The report’s warnings will be cold comfort to officials in charge of the controversial dam, which is also saddled with other problems such as rising costs and never-ending programs to resettle residents living near the reservoir because of recurring landslides. Many of those reservoir residents have already been resettled once, unsatisfactorily, and so have returned to eke out a living.
But, far from being critical of the decision to forge ahead with the controversial project that was denounced by many eminent Chinese scientists, the CAE report says those criticisms were unrealized and the conclusions of the ‘original feasibility study’ and decision to build the dam was “completely correct,” and provided the Party’s Central Committee, State Council and National People’s Congress with a “scientific basis” for building the dam.

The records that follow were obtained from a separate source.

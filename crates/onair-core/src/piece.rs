//! A single playable element placed on a layer of a part.

use serde::{Deserialize, Serialize};
use std::fmt;

use crate::ids::{PartId, PieceId};
use crate::lifespan::PieceLifespan;

/// Epoch milliseconds supplied by the caller. `0` means "not set".
pub type Timestamp = i64;

/// Opaque timeline payload; passed through untouched.
pub type TimelineObject = serde_json::Value;

// ---------------------------------------------------------------------------
// PieceType / TransitionType
// ---------------------------------------------------------------------------

/// What kind of content a piece carries.
#[derive(Debug, Clone, Copy, PartialEq, Eq, Hash, Default, Serialize, Deserialize)]
#[serde(rename_all = "snake_case")]
pub enum PieceType {
    Camera,
    VideoClip,
    Graphics,
    Audio,
    VoiceOver,
    Remote,
    SplitScreen,
    #[default]
    #[serde(other)]
    Unknown,
}

impl fmt::Display for PieceType {
    fn fmt(&self, f: &mut fmt::Formatter<'_>) -> fmt::Result {
        match self {
            Self::Unknown => write!(f, "unknown"),
            Self::Camera => write!(f, "camera"),
            Self::VideoClip => write!(f, "video_clip"),
            Self::Graphics => write!(f, "graphics"),
            Self::Audio => write!(f, "audio"),
            Self::VoiceOver => write!(f, "voice_over"),
            Self::Remote => write!(f, "remote"),
            Self::SplitScreen => write!(f, "split_screen"),
        }
    }
}

/// Whether a piece plays as part of a transition.
#[derive(Debug, Clone, Copy, PartialEq, Eq, Hash, Default, Serialize, Deserialize)]
#[serde(rename_all = "snake_case")]
pub enum TransitionType {
    #[default]
    NoTransition,
    InTransition,
    OutTransition,
}

impl fmt::Display for TransitionType {
    fn fmt(&self, f: &mut fmt::Formatter<'_>) -> fmt::Result {
        match self {
            Self::NoTransition => write!(f, "no_transition"),
            Self::InTransition => write!(f, "in_transition"),
            Self::OutTransition => write!(f, "out_transition"),
        }
    }
}

// ---------------------------------------------------------------------------
// Construction data
// ---------------------------------------------------------------------------

/// Plain construction data for a [`Piece`].
#[derive(Debug, Clone, Default, Serialize, Deserialize)]
pub struct PieceInterface {
    pub id: PieceId,
    pub part_id: PartId,
    #[serde(default)]
    pub name: String,
    pub layer: String,
    #[serde(default, rename = "type")]
    pub piece_type: PieceType,
    #[serde(default)]
    pub piece_lifespan: PieceLifespan,
    #[serde(default)]
    pub start: u64,
    /// `0` means open ended.
    #[serde(default)]
    pub duration: u64,
    #[serde(default)]
    pub pre_roll_duration: u64,
    #[serde(default)]
    pub post_roll_duration: u64,
    #[serde(default)]
    pub transition_type: TransitionType,
    #[serde(default)]
    pub timeline_objects: Vec<TimelineObject>,
    #[serde(default)]
    pub executed_at: Timestamp,
}

// ---------------------------------------------------------------------------
// Piece
// ---------------------------------------------------------------------------

/// One item of content on a layer. Immutable apart from `executed_at`.
#[derive(Debug, Clone, PartialEq, Serialize)]
pub struct Piece {
    id: PieceId,
    part_id: PartId,
    name: String,
    layer: String,
    #[serde(rename = "type")]
    piece_type: PieceType,
    piece_lifespan: PieceLifespan,
    start: u64,
    duration: u64,
    pre_roll_duration: u64,
    post_roll_duration: u64,
    transition_type: TransitionType,
    timeline_objects: Vec<TimelineObject>,
    executed_at: Timestamp,
}

impl Piece {
    pub fn new(interface: PieceInterface) -> Self {
        let executed_at = if interface.piece_lifespan.is_infinite() {
            interface.executed_at
        } else {
            0
        };

        Self {
            id: interface.id,
            part_id: interface.part_id,
            name: interface.name,
            layer: interface.layer,
            piece_type: interface.piece_type,
            piece_lifespan: interface.piece_lifespan,
            start: interface.start,
            duration: interface.duration,
            pre_roll_duration: interface.pre_roll_duration,
            post_roll_duration: interface.post_roll_duration,
            transition_type: interface.transition_type,
            timeline_objects: interface.timeline_objects,
            executed_at,
        }
    }

    pub fn id(&self) -> &PieceId {
        &self.id
    }

    pub fn part_id(&self) -> &PartId {
        &self.part_id
    }

    pub fn name(&self) -> &str {
        &self.name
    }

    pub fn layer(&self) -> &str {
        &self.layer
    }

    pub fn piece_type(&self) -> PieceType {
        self.piece_type
    }

    pub fn piece_lifespan(&self) -> PieceLifespan {
        self.piece_lifespan
    }

    pub fn start(&self) -> u64 {
        self.start
    }

    pub fn duration(&self) -> u64 {
        self.duration
    }

    pub fn pre_roll_duration(&self) -> u64 {
        self.pre_roll_duration
    }

    pub fn post_roll_duration(&self) -> u64 {
        self.post_roll_duration
    }

    pub fn transition_type(&self) -> TransitionType {
        self.transition_type
    }

    pub fn timeline_objects(&self) -> &[TimelineObject] {
        &self.timeline_objects
    }

    /// Record when the piece went on air as an infinite occupant.
    ///
    /// Ignored for [`PieceLifespan::WithinPart`] pieces.
    pub fn set_executed_at(&mut self, time: Timestamp) {
        if self.piece_lifespan == PieceLifespan::WithinPart {
            return;
        }
        self.executed_at = time;
    }

    /// Clear the on-air timestamp after the piece lost its layer.
    pub fn reset_executed_at(&mut self) {
        self.executed_at = 0;
    }

    pub fn executed_at(&self) -> Timestamp {
        self.executed_at
    }
}
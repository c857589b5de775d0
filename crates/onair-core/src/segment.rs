//! An ordered collection of parts and the look-behind searches over it.

use serde::{Deserialize, Serialize};
use std::collections::HashSet;

use crate::error::{Error, Result};
use crate::ids::{PartId, RundownId, SegmentId};
use crate::lifespan::PieceLifespan;
use crate::part::{Part, PartInterface};
use crate::piece::Piece;

/// Plain construction data for a [`Segment`].
#[derive(Debug, Clone, Default, Serialize, Deserialize)]
pub struct SegmentInterface {
    pub id: SegmentId,
    pub rundown_id: RundownId,
    #[serde(default)]
    pub name: String,
    pub rank: f64,
    #[serde(default)]
    pub is_on_air: bool,
    #[serde(default)]
    pub is_next: bool,
    #[serde(default)]
    pub parts: Vec<PartInterface>,
}

/// Parts kept sorted ascending by rank.
#[derive(Debug, Clone, PartialEq, Serialize)]
pub struct Segment {
    id: SegmentId,
    rundown_id: RundownId,
    name: String,
    rank: f64,
    is_on_air: bool,
    is_next: bool,
    parts: Vec<Part>,
}

impl Segment {
    pub fn new(interface: SegmentInterface) -> Self {
        let mut segment = Self {
            id: interface.id,
            rundown_id: interface.rundown_id,
            name: interface.name,
            rank: interface.rank,
            is_on_air: interface.is_on_air,
            is_next: interface.is_next,
            parts: Vec::new(),
        };
        segment.set_parts(interface.parts.into_iter().map(Part::new).collect());
        segment
    }

    pub fn id(&self) -> &SegmentId {
        &self.id
    }

    pub fn rundown_id(&self) -> &RundownId {
        &self.rundown_id
    }

    pub fn name(&self) -> &str {
        &self.name
    }

    pub fn rank(&self) -> f64 {
        self.rank
    }

    pub fn is_on_air(&self) -> bool {
        self.is_on_air
    }

    pub fn is_next(&self) -> bool {
        self.is_next
    }

    pub fn put_on_air(&mut self) {
        self.is_on_air = true;
    }

    pub fn take_off_air(&mut self) {
        self.is_on_air = false;
    }

    pub fn set_as_next(&mut self) {
        self.is_next = true;
    }

    pub fn remove_as_next(&mut self) {
        self.is_next = false;
    }

    pub fn parts(&self) -> &[Part] {
        &self.parts
    }

    pub(crate) fn parts_mut(&mut self) -> &mut [Part] {
        &mut self.parts
    }

    /// Replace the parts, sorting them by rank. Equal ranks keep their input
    /// order.
    pub fn set_parts(&mut self, mut parts: Vec<Part>) {
        parts.sort_by(|a, b| a.rank().total_cmp(&b.rank()));
        self.parts = parts;
    }

    pub fn find_first_part(&self) -> Result<&Part> {
        self.parts
            .first()
            .ok_or_else(|| Error::EmptySegment(self.id.clone()))
    }

    /// The part right after `from_part`.
    pub fn find_next_part(&self, from_part: &Part) -> Result<&Part> {
        let index = self.part_index(from_part.id())?;
        self.parts
            .get(index + 1)
            .ok_or_else(|| Error::LastPartInSegment {
                segment_id: self.id.clone(),
                part_id: from_part.id().clone(),
            })
    }

    pub fn find_part(&self, id: &PartId) -> Result<&Part> {
        self.parts
            .iter()
            .find(|part| part.id() == id)
            .ok_or_else(|| Error::not_found("part", id))
    }

    pub(crate) fn find_part_mut(&mut self, id: &PartId) -> Result<&mut Part> {
        self.parts
            .iter_mut()
            .find(|part| part.id() == id)
            .ok_or_else(|| Error::not_found("part", id))
    }

    fn part_index(&self, id: &PartId) -> Result<usize> {
        self.parts
            .iter()
            .position(|part| part.id() == id)
            .ok_or_else(|| Error::not_found("part", id))
    }

    /// Spanning pieces still in effect at `part`, at most one per layer.
    ///
    /// Parts strictly before `part` are scanned nearest first, so the piece
    /// closest to `part` wins its layer. Fails with [`Error::NotFound`] when
    /// `part` is not in this segment.
    pub fn first_spanning_piece_for_each_layer_before_part(
        &self,
        part: &Part,
        layers_to_ignore: &HashSet<String>,
    ) -> Result<Vec<&Piece>> {
        let end = self.part_index(part.id())?;

        Ok(collect_last_per_layer(
            &self.parts[..end],
            layers_to_ignore,
            PieceLifespan::is_spanning,
        ))
    }

    /// Rundown-spanning pieces of the whole segment, at most one per layer.
    ///
    /// Segment-scoped spanning pieces end with the segment, so only
    /// [`PieceLifespan::SpanningUntilRundownEnd`] is considered.
    pub fn first_spanning_rundown_piece_for_each_layer_for_all_parts(
        &self,
        layers_to_ignore: &HashSet<String>,
    ) -> Vec<&Piece> {
        collect_last_per_layer(&self.parts, layers_to_ignore, |lifespan| {
            lifespan == PieceLifespan::SpanningUntilRundownEnd
        })
    }

    pub fn does_piece_belong_to_segment(&self, piece: &Piece) -> bool {
        self.parts.iter().any(|part| part.id() == piece.part_id())
    }
}

fn collect_last_per_layer<'a>(
    parts: &'a [Part],
    layers_to_ignore: &HashSet<String>,
    accept: impl Fn(PieceLifespan) -> bool,
) -> Vec<&'a Piece> {
    let mut seen: HashSet<&str> = HashSet::new();
    let mut pieces = Vec::new();

    for part in parts.iter().rev() {
        for piece in part.pieces() {
            if !accept(piece.piece_lifespan()) || layers_to_ignore.contains(piece.layer()) {
                continue;
            }
            if seen.insert(piece.layer()) {
                pieces.push(piece);
            }
        }
    }

    pieces
}

#[cfg(test)]
mod tests {
    use super::*;
    use crate::error::ErrorKind;
    use crate::ids::PieceId;
    use crate::piece::PieceInterface;

    fn make_piece(id: &str, part: &str, layer: &str, lifespan: PieceLifespan) -> PieceInterface {
        PieceInterface {
            id: PieceId::from(id),
            part_id: PartId::from(part),
            layer: layer.into(),
            piece_lifespan: lifespan,
            ..Default::default()
        }
    }

    fn make_part(id: &str, rank: f64, pieces: Vec<PieceInterface>) -> PartInterface {
        PartInterface {
            id: PartId::from(id),
            segment_id: SegmentId::from("s1"),
            rank,
            pieces,
            ..Default::default()
        }
    }

    fn make_segment(parts: Vec<PartInterface>) -> Segment {
        Segment::new(SegmentInterface {
            id: SegmentId::from("s1"),
            rundown_id: RundownId::from("r1"),
            name: "Headlines".into(),
            rank: 1.0,
            parts,
            ..Default::default()
        })
    }

    fn ids(pieces: &[&Piece]) -> Vec<String> {
        let mut ids: Vec<String> = pieces.iter().map(|p| p.id().to_string()).collect();
        ids.sort();
        ids
    }

    #[test]
    fn parts_are_sorted_by_rank() {
        let segment = make_segment(vec![
            make_part("c", 3.0, vec![]),
            make_part("a", 1.0, vec![]),
            make_part("b", 2.0, vec![]),
        ]);
        let order: Vec<_> = segment.parts().iter().map(|p| p.id().as_str()).collect();
        assert_eq!(order, vec!["a", "b", "c"]);
    }

    #[test]
    fn set_parts_resorts() {
        let mut segment = make_segment(vec![]);
        segment.set_parts(vec![
            Part::new(make_part("late", 10.0, vec![])),
            Part::new(make_part("early", -1.5, vec![])),
        ]);
        assert_eq!(segment.parts()[0].id().as_str(), "early");
    }

    #[test]
    fn find_first_part_of_empty_segment_fails() {
        let segment = make_segment(vec![]);
        let err = segment.find_first_part().unwrap_err();
        assert_eq!(err, Error::EmptySegment(SegmentId::from("s1")));
    }

    #[test]
    fn find_next_part_walks_forward() {
        let segment = make_segment(vec![make_part("a", 1.0, vec![]), make_part("b", 2.0, vec![])]);
        let first = segment.find_first_part().unwrap();
        assert_eq!(segment.find_next_part(first).unwrap().id().as_str(), "b");
    }

    #[test]
    fn find_next_part_from_last_fails() {
        let segment = make_segment(vec![make_part("a", 1.0, vec![]), make_part("b", 2.0, vec![])]);
        let last = segment.find_part(&PartId::from("b")).unwrap();
        let err = segment.find_next_part(last).unwrap_err();
        assert!(matches!(err, Error::LastPartInSegment { .. }));
        assert_eq!(err.kind(), ErrorKind::InvalidStructuralOperation);
    }

    #[test]
    fn find_part_not_found() {
        let segment = make_segment(vec![make_part("a", 1.0, vec![])]);
        let err = segment.find_part(&PartId::from("zz")).unwrap_err();
        assert_eq!(err.to_string(), "part not found: zz");
    }

    #[test]
    fn spanning_before_part_takes_nearest_per_layer() {
        let segment = make_segment(vec![
            make_part("a", 1.0, vec![make_piece("a1", "a", "gfx", PieceLifespan::SpanningUntilSegmentEnd)]),
            make_part("b", 2.0, vec![make_piece("b1", "b", "gfx", PieceLifespan::SpanningUntilRundownEnd)]),
            make_part("c", 3.0, vec![make_piece("c1", "c", "gfx", PieceLifespan::SpanningUntilSegmentEnd)]),
        ]);
        let part = segment.find_part(&PartId::from("c")).unwrap();
        let found = segment
            .first_spanning_piece_for_each_layer_before_part(part, &HashSet::new())
            .unwrap();
        assert_eq!(ids(&found), vec!["b1"]);
    }

    #[test]
    fn spanning_before_part_skips_sticky_and_ignored_layers() {
        let segment = make_segment(vec![
            make_part(
                "a",
                1.0,
                vec![
                    make_piece("a1", "a", "audio", PieceLifespan::StickyUntilSegmentChange),
                    make_piece("a2", "a", "gfx", PieceLifespan::StartSpanningSegmentThenStickyRundown),
                    make_piece("a3", "a", "cam", PieceLifespan::SpanningUntilSegmentEnd),
                    make_piece("a4", "a", "dve", PieceLifespan::WithinPart),
                ],
            ),
            make_part("b", 2.0, vec![]),
        ]);
        let part = segment.find_part(&PartId::from("b")).unwrap();
        let ignore: HashSet<String> = ["cam".to_string()].into_iter().collect();
        let found = segment
            .first_spanning_piece_for_each_layer_before_part(part, &ignore)
            .unwrap();
        assert_eq!(ids(&found), vec!["a2"]);
    }

    #[test]
    fn spanning_before_first_part_is_empty() {
        let segment = make_segment(vec![make_part(
            "a",
            1.0,
            vec![make_piece("a1", "a", "gfx", PieceLifespan::SpanningUntilRundownEnd)],
        )]);
        let part = segment.find_first_part().unwrap();
        assert!(segment
            .first_spanning_piece_for_each_layer_before_part(part, &HashSet::new())
            .unwrap()
            .is_empty());
    }

    #[test]
    fn spanning_before_foreign_part_fails() {
        let segment = make_segment(vec![
            make_part("a", 1.0, vec![make_piece("a1", "a", "gfx", PieceLifespan::SpanningUntilRundownEnd)]),
            make_part("b", 2.0, vec![]),
        ]);
        let foreign = Part::new(make_part("zz", 5.0, vec![]));

        let err = segment
            .first_spanning_piece_for_each_layer_before_part(&foreign, &HashSet::new())
            .unwrap_err();

        assert_eq!(err, Error::not_found("part", "zz"));
        assert_eq!(err.kind(), ErrorKind::NotFound);
    }

    #[test]
    fn rundown_spanning_for_all_parts_only_accepts_rundown_end() {
        let segment = make_segment(vec![
            make_part("a", 1.0, vec![make_piece("a1", "a", "gfx", PieceLifespan::SpanningUntilRundownEnd)]),
            make_part(
                "b",
                2.0,
                vec![
                    make_piece("b1", "b", "gfx", PieceLifespan::SpanningUntilSegmentEnd),
                    make_piece("b2", "b", "audio", PieceLifespan::StartSpanningSegmentThenStickyRundown),
                    make_piece("b3", "b", "cam", PieceLifespan::SpanningUntilRundownEnd),
                ],
            ),
        ]);
        let found = segment.first_spanning_rundown_piece_for_each_layer_for_all_parts(&HashSet::new());
        assert_eq!(ids(&found), vec!["a1", "b3"]);
    }

    #[test]
    fn piece_belongs_to_segment_by_part_id() {
        let segment = make_segment(vec![make_part(
            "a",
            1.0,
            vec![make_piece("a1", "a", "gfx", PieceLifespan::WithinPart)],
        )]);
        let owned = &segment.parts()[0].pieces()[0];
        assert!(segment.does_piece_belong_to_segment(owned));

        let stranger = Piece::new(make_piece("x1", "elsewhere", "gfx", PieceLifespan::WithinPart));
        assert!(!segment.does_piece_belong_to_segment(&stranger));
    }
}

While it may be true, says the CAE report, that water quality in the reservoir has deteriorated and the dam evacuees remain poor, that can be addressed by relocating returning evacuees to “other economically developed provinces and regions,” thereby curbing population growth and improving the fragile environment around the reservoir. The CAE calls for the region to be declared a “population-controlled” and “environmental protection” zone.
The CAE also insists that Three Gorges is not at risk of becoming another Sanmenxia dam—the massive dam, built in the 1960s on the Yellow River, which was plagued by sedimentation and eventually became a symbol of failed hydro power and state planning.
Three Gorges watchdog, Probe International executive director, Patricia Adams, says the CAE report is one more official propaganda tool designed to justify building the costly Three Gorges dam, deny the emerging bad news about the dam, and reassure the public that the authorities can manage any life-threatening geological events triggered by the dam.
But she adds, it is noteworthy that, “while the CAE authors are trying to shore up the reputation of the Three Gorges dam, they are also trying to protect their own reputations with the caveat warning that geological hazards are likely to occur now that the dam is completed.”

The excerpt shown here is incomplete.